■ **Problem statement**: Only a number is wanted here: the number of lines of the data that include "routes".

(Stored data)
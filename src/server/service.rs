//! The gateway request pipeline.
//!
//! One [`GatewayService::call`] per request, on its own coroutine:
//!
//! 1. parse the raw request
//! 2. answer infrastructure endpoints (`/health`, `/metrics`) directly
//! 3. match the route table
//! 4. open the session named by the cookie
//! 5. middleware `before`
//! 6. resolve, validate, and authorize the credential
//! 7. invoke the handler with the identity bound to the security context
//! 8. middleware `after`, session cookie, write the response
//!
//! Auth runs as a fixed stage rather than per-handler code, so no route can
//! forget it. A failure anywhere leaves nothing half-done: the session is
//! only ever written by resolution or login, and the context guard clears
//! the identity even on a handler panic.

use super::request::{parse_request, ParsedRequest};
use super::response::{write_handler_response, write_json_error};
use crate::auth::{AuthError, SecurityContext, SharedIdentity};
use crate::gateway::{default_registry, Gateway, HandlerRegistry};
use crate::handler::{HandlerRequest, HandlerResponse};
use crate::ids::RequestId;
use crate::middleware::{CorsMiddleware, MetricsMiddleware, Middleware};
use crate::router::{RouteKind, RouteMatch, Router};
use crate::session::SessionHandle;
use http::Method;
use may_minihttp::{HttpService, Request, Response};
use serde_json::json;
use std::fmt::Write as _;
use std::io;
use std::sync::Arc;
use std::time::{Duration, Instant};
use tracing::{error, info, warn};

#[derive(Clone)]
pub struct GatewayService {
    gateway: Arc<Gateway>,
    router: Arc<Router>,
    registry: Arc<HandlerRegistry>,
    middlewares: Vec<Arc<dyn Middleware>>,
    metrics: Option<Arc<MetricsMiddleware>>,
    cors: Option<Arc<CorsMiddleware>>,
}

impl GatewayService {
    /// Build the service around shared gateway state. Fails only if the
    /// route table does not compile.
    pub fn new(gateway: Arc<Gateway>) -> anyhow::Result<Self> {
        let router = Arc::new(crate::gateway::build_router()?);
        Ok(Self {
            gateway,
            router,
            registry: Arc::new(default_registry()),
            middlewares: Vec::new(),
            metrics: None,
            cors: None,
        })
    }

    /// Attach the standard middleware stack: metrics and permissive CORS.
    pub fn with_default_middleware(mut self) -> Self {
        let metrics = Arc::new(MetricsMiddleware::new());
        let cors = Arc::new(CorsMiddleware::default());
        self.metrics = Some(Arc::clone(&metrics));
        self.cors = Some(Arc::clone(&cors));
        self.middlewares.push(metrics);
        self.middlewares.push(cors);
        self
    }

    pub fn add_middleware(&mut self, middleware: Arc<dyn Middleware>) {
        self.middlewares.push(middleware);
    }

    pub fn gateway(&self) -> &Arc<Gateway> {
        &self.gateway
    }

    pub fn metrics(&self) -> Option<&Arc<MetricsMiddleware>> {
        self.metrics.as_ref()
    }

    /// Resolve, validate, and authorize the request's credential.
    ///
    /// Public routes skip the whole stage and serve anonymously. For
    /// protected routes the missing/invalid/forbidden distinction is kept
    /// intact so 401 and 403 are never conflated.
    fn authenticate(
        &self,
        route_match: &RouteMatch,
        parsed: &ParsedRequest,
        session: &SessionHandle<'_>,
    ) -> Result<Option<SharedIdentity>, (AuthError, HandlerResponse)> {
        let route = &route_match.route;
        if route.is_public() {
            return Ok(None);
        }

        let resolved = self.gateway.resolver.resolve(
            parsed.get_query("token"),
            parsed.get_header("authorization"),
            session,
        );
        let Some(resolved) = resolved else {
            let error = AuthError::NoCredential;
            let response = auth_failure_response(route.kind, &error);
            return Err((error, response));
        };

        match self.gateway.validator.validate(&resolved.token) {
            Ok(identity) => {
                if let Some(gate) = &route.gate {
                    if let Err(error) = gate.authorize(&identity) {
                        let response = auth_failure_response(route.kind, &error);
                        return Err((error, response));
                    }
                }
                Ok(Some(Arc::new(identity)))
            }
            Err(error) => {
                let response = auth_failure_response(route.kind, &error);
                Err((error, response))
            }
        }
    }

    fn invoke_handler(
        &self,
        request: &HandlerRequest,
        identity: Option<&SharedIdentity>,
    ) -> HandlerResponse {
        let Some(handler) = self.registry.get(request.handler_name) else {
            error!(handler = request.handler_name, "handler not registered");
            return HandlerResponse::error(500, "Internal Server Error");
        };
        let result = std::panic::catch_unwind(std::panic::AssertUnwindSafe(|| {
            // The guard drops before catch_unwind returns, panicking or not,
            // so the identity never outlives this invocation.
            let _guard = identity.map(|id| SecurityContext::bind(Arc::clone(id)));
            handler(&self.gateway, request)
        }));
        match result {
            Ok(response) => response,
            Err(_) => {
                error!(handler = request.handler_name, "handler panicked");
                HandlerResponse::error(500, "Internal Server Error")
            }
        }
    }

    /// Prometheus text exposition of the gateway counters.
    fn metrics_exposition(&self) -> String {
        let mut out = String::new();
        if let Some(metrics) = &self.metrics {
            let _ = writeln!(out, "# TYPE servicebay_requests_total counter");
            let _ = writeln!(out, "servicebay_requests_total {}", metrics.request_count());
            let _ = writeln!(out, "# TYPE servicebay_top_level_requests_total counter");
            let _ = writeln!(
                out,
                "servicebay_top_level_requests_total {}",
                metrics.top_level_request_count()
            );
            let _ = writeln!(out, "# TYPE servicebay_auth_failures_total counter");
            let _ = writeln!(
                out,
                "servicebay_auth_failures_total {}",
                metrics.auth_failures()
            );
            let _ = writeln!(out, "# TYPE servicebay_forbidden_total counter");
            let _ = writeln!(
                out,
                "servicebay_forbidden_total {}",
                metrics.forbidden_count()
            );
            let _ = writeln!(out, "# TYPE servicebay_backend_errors_total counter");
            let _ = writeln!(
                out,
                "servicebay_backend_errors_total {}",
                metrics.backend_errors()
            );
            let _ = writeln!(out, "# TYPE servicebay_request_latency_seconds gauge");
            let _ = writeln!(
                out,
                "servicebay_request_latency_seconds {:.6}",
                metrics.average_latency().as_secs_f64()
            );
            let (stack_size, used_stack) = metrics.stack_usage();
            let _ = writeln!(out, "# TYPE servicebay_coroutine_stack_bytes gauge");
            let _ = writeln!(out, "servicebay_coroutine_stack_bytes {stack_size}");
            let _ = writeln!(out, "# TYPE servicebay_coroutine_stack_used_bytes gauge");
            let _ = writeln!(out, "servicebay_coroutine_stack_used_bytes {used_stack}");
        }
        let stats = self.gateway.validator.cache_stats();
        let _ = writeln!(out, "# TYPE servicebay_claims_cache_hits_total counter");
        let _ = writeln!(out, "servicebay_claims_cache_hits_total {}", stats.hits);
        let _ = writeln!(out, "# TYPE servicebay_claims_cache_misses_total counter");
        let _ = writeln!(out, "servicebay_claims_cache_misses_total {}", stats.misses);
        let _ = writeln!(out, "# TYPE servicebay_claims_cache_evictions_total counter");
        let _ = writeln!(
            out,
            "servicebay_claims_cache_evictions_total {}",
            stats.evictions
        );
        let _ = writeln!(out, "# TYPE servicebay_claims_cache_size gauge");
        let _ = writeln!(out, "servicebay_claims_cache_size {}", stats.size);
        let _ = writeln!(out, "# TYPE servicebay_sessions_active gauge");
        let _ = writeln!(out, "servicebay_sessions_active {}", self.gateway.sessions.len());
        out
    }
}

fn auth_failure_response(kind: RouteKind, error: &AuthError) -> HandlerResponse {
    match kind {
        RouteKind::Api => HandlerResponse::error(error.status(), error.public_message()),
        RouteKind::Page => HandlerResponse::redirect(&format!(
            "/admin/login?error={}",
            error.redirect_code()
        )),
    }
}

impl HttpService for GatewayService {
    fn call(&mut self, req: Request, res: &mut Response) -> io::Result<()> {
        let parsed = parse_request(req);
        let request_id = RequestId::from_header_or_new(parsed.get_header("x-request-id"));

        // infrastructure endpoints bypass routing and auth
        if parsed.method == "GET" && parsed.path == "/health" {
            if let Some(metrics) = &self.metrics {
                metrics.inc_top_level_request();
            }
            write_handler_response(res, HandlerResponse::json(200, json!({ "status": "ok" })));
            return Ok(());
        }
        if parsed.method == "GET" && parsed.path == "/metrics" {
            if let Some(metrics) = &self.metrics {
                metrics.inc_top_level_request();
            }
            let body = self.metrics_exposition();
            res.status_code(200, "OK");
            res.header("Content-Type: text/plain; version=0.0.4");
            res.body_vec(body.into_bytes());
            return Ok(());
        }

        let Ok(method) = parsed.method.parse::<Method>() else {
            write_json_error(res, 400, json!({ "error": "Unsupported method" }));
            return Ok(());
        };

        // answer preflight before routing; the table has no OPTIONS routes
        if method == Method::OPTIONS {
            if let Some(cors) = &self.cors {
                write_handler_response(res, cors.preflight_response());
            } else {
                write_json_error(res, 404, json!({ "error": "Not Found" }));
            }
            return Ok(());
        }

        let Some(route_match) = self.router.route(&method, &parsed.path) else {
            if self.router.path_known(&parsed.path) {
                write_json_error(res, 405, json!({ "error": "Method Not Allowed" }));
            } else {
                warn!(method = %method, path = %parsed.path, "no route matched");
                write_json_error(
                    res,
                    404,
                    json!({ "error": "Not Found", "method": method.as_str(), "path": parsed.path }),
                );
            }
            return Ok(());
        };

        let session = self
            .gateway
            .sessions
            .open(parsed.get_cookie(self.gateway.cookie_name()));

        let request = HandlerRequest {
            request_id,
            method,
            path: parsed.path.clone(),
            handler_name: route_match.handler_name,
            path_params: route_match.path_params.clone(),
            query_params: parsed.query_params.clone(),
            headers: parsed.headers.clone(),
            cookies: parsed.cookies.clone(),
            body: parsed.body.clone(),
            session_id: session.id(),
            session_fresh: session.started_fresh(),
        };

        let mut early_response = None;
        for middleware in &self.middlewares {
            if early_response.is_none() {
                early_response = middleware.before(&request);
            }
        }

        let start = Instant::now();
        let (mut response, latency) = if let Some(early) = early_response {
            (early, Duration::ZERO)
        } else {
            match self.authenticate(&route_match, &parsed, &session) {
                Ok(identity) => {
                    let response = self.invoke_handler(&request, identity.as_ref());
                    (response, start.elapsed())
                }
                Err((error, response)) => {
                    error.log();
                    if let Some(metrics) = &self.metrics {
                        match error {
                            AuthError::Forbidden { .. } => metrics.inc_forbidden(),
                            _ => metrics.inc_auth_failure(),
                        }
                    }
                    (response, start.elapsed())
                }
            }
        };

        for middleware in &self.middlewares {
            middleware.after(&request, &mut response, latency);
        }

        // a session entry created during this request gets its cookie now
        if session.started_fresh() && session.exists() {
            response.set_header(
                "Set-Cookie",
                format!(
                    "{}={}; Path=/; HttpOnly; SameSite=Lax",
                    self.gateway.cookie_name(),
                    session.id()
                ),
            );
        }

        info!(
            request_id = %request.request_id,
            method = %request.method,
            path = %request.path,
            status = response.status,
            latency_ms = latency.as_millis() as u64,
            "request completed"
        );
        write_handler_response(res, response);
        Ok(())
    }
}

■ **Answer box**: 3